Estou completamente e absolutamente frustado. Depois de ter-me despedido do meu trabalho anterior que até tinha uma posição e estava a fazer coisas interessantes, embarquei num projecto com a empresa To-be que me ia levar a terras de além-mar, mais concretamente, Luanda.
Este projecto tinha atractivos ir trabalhar para fora de Portugal, conhecer outras culturas e ainda a parte monetária era muito interessante.
O dono da empresa, um tal Júlio Conceição, não acompanhou o processo de selecção nem cá estava quando entrei ao trabalho dia 7 de Maio, pois, estava em Luanda. No passado fim de semana voltou a Portugal e segunda-feira mesmo veio falar comigo para me conhecer e para contar o que vou encontrar em Luanda.
Em nunca a conversa tida foi técnica nem os meus conhecimentos técnicos alguma vez estiveram em causa, especialmente porque o que tenho feito aqui todos os dias é obter o máximo de conhecimentos sobre o sistema que irei dar suporte e efectuar alguns novos desenvolvimentos locais.
Inclusive estava a dar explicações de SSIS a um empregado da To-be.
Parecia que estava tudo a correr bem e eis que recebo um telefonema ao final do dia na terça, por parte do Sr. Julio Conceição a dizer que pensou melhor e que vão dispensar-me porque, segundo ele, eu não me enquadrava no perfil desejado e que outra pessoa tem esse perfil e ele vai contratar essa pessoa...... NÃO ME ENQUADRO? Só pode mesmo estar a brincar comigo.

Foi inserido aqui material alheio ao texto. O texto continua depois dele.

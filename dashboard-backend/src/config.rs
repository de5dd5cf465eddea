use std::env;
use std::time::Duration;

use ethers::types::Address;

use crate::chains::ChainInfo;

/// Environment variable names
pub mod env_vars {
    pub const PORT: &str = "PORT";
    pub const CHAIN_ID: &str = "CHAIN_ID";
    pub const RPC_URL: &str = "RPC_URL";
    pub const WALLET_PRIVATE_KEY: &str = "WALLET_PRIVATE_KEY";
    pub const VOTING_CONTRACT_ADDRESS: &str = "VOTING_CONTRACT_ADDRESS";
    pub const CONFIRMATION_TIMEOUT_SECS: &str = "CONFIRMATION_TIMEOUT_SECS";
    pub const RECEIPT_POLL_INTERVAL_MS: &str = "RECEIPT_POLL_INTERVAL_MS";
    pub const FRONTEND_DIST: &str = "FRONTEND_DIST";
}

const DEFAULT_PORT: u16 = 8080;
const DEFAULT_CHAIN_ID: u64 = 11_155_111;
const DEFAULT_CONFIRMATION_TIMEOUT_SECS: u64 = 120;
const DEFAULT_RECEIPT_POLL_INTERVAL_MS: u64 = 2000;
const DEFAULT_FRONTEND_DIST: &str = "./frontend/dist";

#[derive(Clone, Debug)]
pub struct Config {
    pub port: u16,
    pub chain_id: u64,
    pub rpc_url: String,
    pub voting_contract: Option<Address>,
    pub confirmation_timeout: Duration,
    pub receipt_poll_interval: Duration,
    pub frontend_dist: String,
}

impl Config {
    pub fn from_env() -> Result<Self, String> {
        Self::from_lookup(|key| env::var(key).ok())
    }

    /// Build the config from an arbitrary key lookup. Empty values count as unset.
    pub fn from_lookup<F>(lookup: F) -> Result<Self, String>
    where
        F: Fn(&str) -> Option<String>,
    {
        let get = |key: &str| lookup(key).map(|v| v.trim().to_string()).filter(|v| !v.is_empty());

        let port = parse_or(get(env_vars::PORT), env_vars::PORT, DEFAULT_PORT)?;
        let chain_id = parse_or(get(env_vars::CHAIN_ID), env_vars::CHAIN_ID, DEFAULT_CHAIN_ID)?;

        let rpc_url = match get(env_vars::RPC_URL) {
            Some(url) => url,
            None => ChainInfo::by_id(chain_id)
                .map(|c| c.default_rpc_url.to_string())
                .ok_or_else(|| {
                    format!(
                        "{} must be set: no default RPC endpoint for chain {}",
                        env_vars::RPC_URL,
                        chain_id
                    )
                })?,
        };
        url::Url::parse(&rpc_url)
            .map_err(|e| format!("{} is not a valid URL ({}): {}", env_vars::RPC_URL, rpc_url, e))?;

        let voting_contract = match get(env_vars::VOTING_CONTRACT_ADDRESS) {
            Some(addr) => Some(addr.parse::<Address>().map_err(|_| {
                format!("{} is not a valid address: {}", env_vars::VOTING_CONTRACT_ADDRESS, addr)
            })?),
            None => None,
        };

        let timeout_secs = parse_or(
            get(env_vars::CONFIRMATION_TIMEOUT_SECS),
            env_vars::CONFIRMATION_TIMEOUT_SECS,
            DEFAULT_CONFIRMATION_TIMEOUT_SECS,
        )?;
        let poll_ms = parse_or(
            get(env_vars::RECEIPT_POLL_INTERVAL_MS),
            env_vars::RECEIPT_POLL_INTERVAL_MS,
            DEFAULT_RECEIPT_POLL_INTERVAL_MS,
        )?;
        if poll_ms == 0 {
            return Err(format!("{} must be greater than 0", env_vars::RECEIPT_POLL_INTERVAL_MS));
        }

        Ok(Self {
            port,
            chain_id,
            rpc_url,
            voting_contract,
            confirmation_timeout: Duration::from_secs(timeout_secs),
            receipt_poll_interval: Duration::from_millis(poll_ms),
            frontend_dist: get(env_vars::FRONTEND_DIST)
                .unwrap_or_else(|| DEFAULT_FRONTEND_DIST.to_string()),
        })
    }
}

/// Private key for the connected wallet, if one is configured
pub fn wallet_private_key() -> Option<String> {
    env::var(env_vars::WALLET_PRIVATE_KEY)
        .ok()
        .filter(|k| !k.trim().is_empty())
}

fn parse_or<T: std::str::FromStr>(value: Option<String>, key: &str, default: T) -> Result<T, String> {
    match value {
        Some(v) => v
            .parse()
            .map_err(|_| format!("{} must be a valid number, got '{}'", key, v)),
        None => Ok(default),
    }
}

#[cfg(test)]
mod tests {
    use super::*;
    use std::collections::HashMap;

    fn lookup(pairs: &[(&str, &str)]) -> impl Fn(&str) -> Option<String> {
        let map: HashMap<String, String> = pairs
            .iter()
            .map(|(k, v)| (k.to_string(), v.to_string()))
            .collect();
        move |key| map.get(key).cloned()
    }

    #[test]
    fn test_defaults() {
        let config = Config::from_lookup(lookup(&[])).unwrap();
        assert_eq!(config.port, 8080);
        assert_eq!(config.chain_id, 11_155_111);
        assert!(config.rpc_url.starts_with("https://"));
        assert!(config.voting_contract.is_none());
        assert_eq!(config.confirmation_timeout, Duration::from_secs(120));
        assert_eq!(config.receipt_poll_interval, Duration::from_millis(2000));
        assert_eq!(config.frontend_dist, "./frontend/dist");
    }

    #[test]
    fn test_overrides() {
        let config = Config::from_lookup(lookup(&[
            ("PORT", "9000"),
            ("CHAIN_ID", "1"),
            ("RPC_URL", "http://localhost:8545"),
            ("VOTING_CONTRACT_ADDRESS", "0x5FbDB2315678afecb367f032d93F642f64180aa3"),
            ("CONFIRMATION_TIMEOUT_SECS", "30"),
        ]))
        .unwrap();
        assert_eq!(config.port, 9000);
        assert_eq!(config.chain_id, 1);
        assert_eq!(config.rpc_url, "http://localhost:8545");
        assert!(config.voting_contract.is_some());
        assert_eq!(config.confirmation_timeout, Duration::from_secs(30));
    }

    #[test]
    fn test_blank_values_are_unset() {
        let config = Config::from_lookup(lookup(&[("VOTING_CONTRACT_ADDRESS", "  ")])).unwrap();
        assert!(config.voting_contract.is_none());
    }

    #[test]
    fn test_invalid_port() {
        let err = Config::from_lookup(lookup(&[("PORT", "eighty")])).unwrap_err();
        assert!(err.contains("PORT"));
    }

    #[test]
    fn test_invalid_contract_address() {
        let err = Config::from_lookup(lookup(&[("VOTING_CONTRACT_ADDRESS", "0xnope")])).unwrap_err();
        assert!(err.contains("VOTING_CONTRACT_ADDRESS"));
    }

    #[test]
    fn test_unknown_chain_requires_rpc_url() {
        let err = Config::from_lookup(lookup(&[("CHAIN_ID", "424242")])).unwrap_err();
        assert!(err.contains("RPC_URL"));
    }

    #[test]
    fn test_invalid_rpc_url() {
        assert!(Config::from_lookup(lookup(&[("RPC_URL", "not a url")])).is_err());
    }
}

Nunca me foi indicado qual o perfil desejado nem sequer o que pretendem do colaborador. Tudo isto é simplesmente muito estranho.
Despedi-me do trabalho que tinha, cancelei a minha matricula no mestrado, estou a uma semana e meio da viagem, já comprei coisas para a viagem, despedi-me de todos os meus amigos (tenho vindo a despedir-me) e agora sou dispensado sem nunca olharem para o que sei e pesso fazer.
Vou refutar no tribunal do trabalho o que a To-be diz e espero ter alguma sorte.
Neste mundo há coisas muito injustas.